* [Directions for this task]
Check every line of the material below, and show those that contain "decimals".

--- Supplied material Enclosed Below ---

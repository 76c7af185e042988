//! Built-in Ethereum mainnet metadata

use std::collections::HashMap;

use alloy_primitives::{address, Address};
use settlement_router_api::token::{currency, TokenInfo, NATIVE_TOKEN_ADDRESS};

use super::{pools::CurvePoolData, ChainInfo, NativeCurrency};

/// The mainnet chain id
const CHAIN_ID: u64 = 1;

/// USDC
const USDC: Address = address!("A0b86991c6218b36c1d19D4a2e9Eb0cE3606eB48");
/// Tether USD
const USDT: Address = address!("dAC17F958D2ee523a2206206994597C13D831ec7");
/// DAI
const DAI: Address = address!("6B175474E89094C44Da98b954EedeAC495271d0F");
/// Wrapped ether
const WETH: Address = address!("C02aaA39b223FE8D0A0e5C4F27eAD9083C756Cc2");
/// Wrapped bitcoin
const WBTC: Address = address!("2260FAC5E5542a773Aa44fBCfeDf7C193bc2C599");

/// The Curve registry exchange
const CURVE_REGISTRY_EXCHANGE: Address = address!("99a58482BD75cbab83b27EC03CA68fF489b5788f");

/// The Chainlink ETH/USD feed
const ETH_USD_FEED: Address = address!("5f4eC3Df9cbd43714FE2740f5E3616155c5b8419");
/// The Chainlink EUR/USD feed
const EUR_USD_FEED: Address = address!("b49f677943BC038e9857d61E7d053CaA2C1734C1");

/// Build a mainnet token record
fn token(address: Address, symbol: &str, decimals: u8, currency: Option<&str>) -> TokenInfo {
    TokenInfo {
        chain_id: CHAIN_ID,
        address,
        symbol: symbol.to_string(),
        decimals,
        currency: currency.map(str::to_string),
    }
}

/// The built-in mainnet table
pub fn mainnet() -> ChainInfo {
    let tokens = vec![
        token(NATIVE_TOKEN_ADDRESS, "ETH", 18, Some(currency::ETH)),
        token(WETH, "WETH", 18, Some(currency::ETH)),
        token(USDC, "USDC", 6, Some(currency::USD)),
        token(USDT, "USDT", 6, Some(currency::USD)),
        token(DAI, "DAI", 18, Some(currency::USD)),
        token(WBTC, "WBTC", 8, None),
    ];

    let curve_pools = vec![
        CurvePoolData {
            id: "3pool".to_string(),
            swap_address: address!("bEbc44782C7dB0a1A60Cb6fe97d0b483032FF1C7"),
            wrapped_coin_addresses: vec![DAI, USDC, USDT],
            underlying_coin_addresses: vec![DAI, USDC, USDT],
            is_plain: true,
            ..Default::default()
        },
        CurvePoolData {
            id: "tricrypto2".to_string(),
            swap_address: address!("D51a44d3FaE010294C616388b506AcdA1bfAAE46"),
            wrapped_coin_addresses: vec![USDT, WBTC, WETH],
            underlying_coin_addresses: vec![USDT, WBTC, NATIVE_TOKEN_ADDRESS],
            is_crypto: true,
            ..Default::default()
        },
    ];

    let price_feeds = HashMap::from([
        (currency::ETH.to_string(), ETH_USD_FEED),
        ("EUR".to_string(), EUR_USD_FEED),
    ]);

    ChainInfo {
        chain_id: CHAIN_ID,
        name: "Ethereum".to_string(),
        native_currency: NativeCurrency { symbol: "ETH".to_string(), decimals: 18 },
        wrapped_native_token: WETH,
        router_addresses: HashMap::new(),
        curve_router_address: Some(CURVE_REGISTRY_EXCHANGE),
        price_feeds,
        tokens,
        curve_pools,
    }
}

--- End of Enclosed Supplied material ---

* [Reply to the exercise]
fn token(address: Address, symbol: &str, decimals: u8, currency: Option<&str>) -> TokenInfo {
        decimals,
        native_currency: NativeCurrency { symbol: "ETH".to_string(), decimals: 18 },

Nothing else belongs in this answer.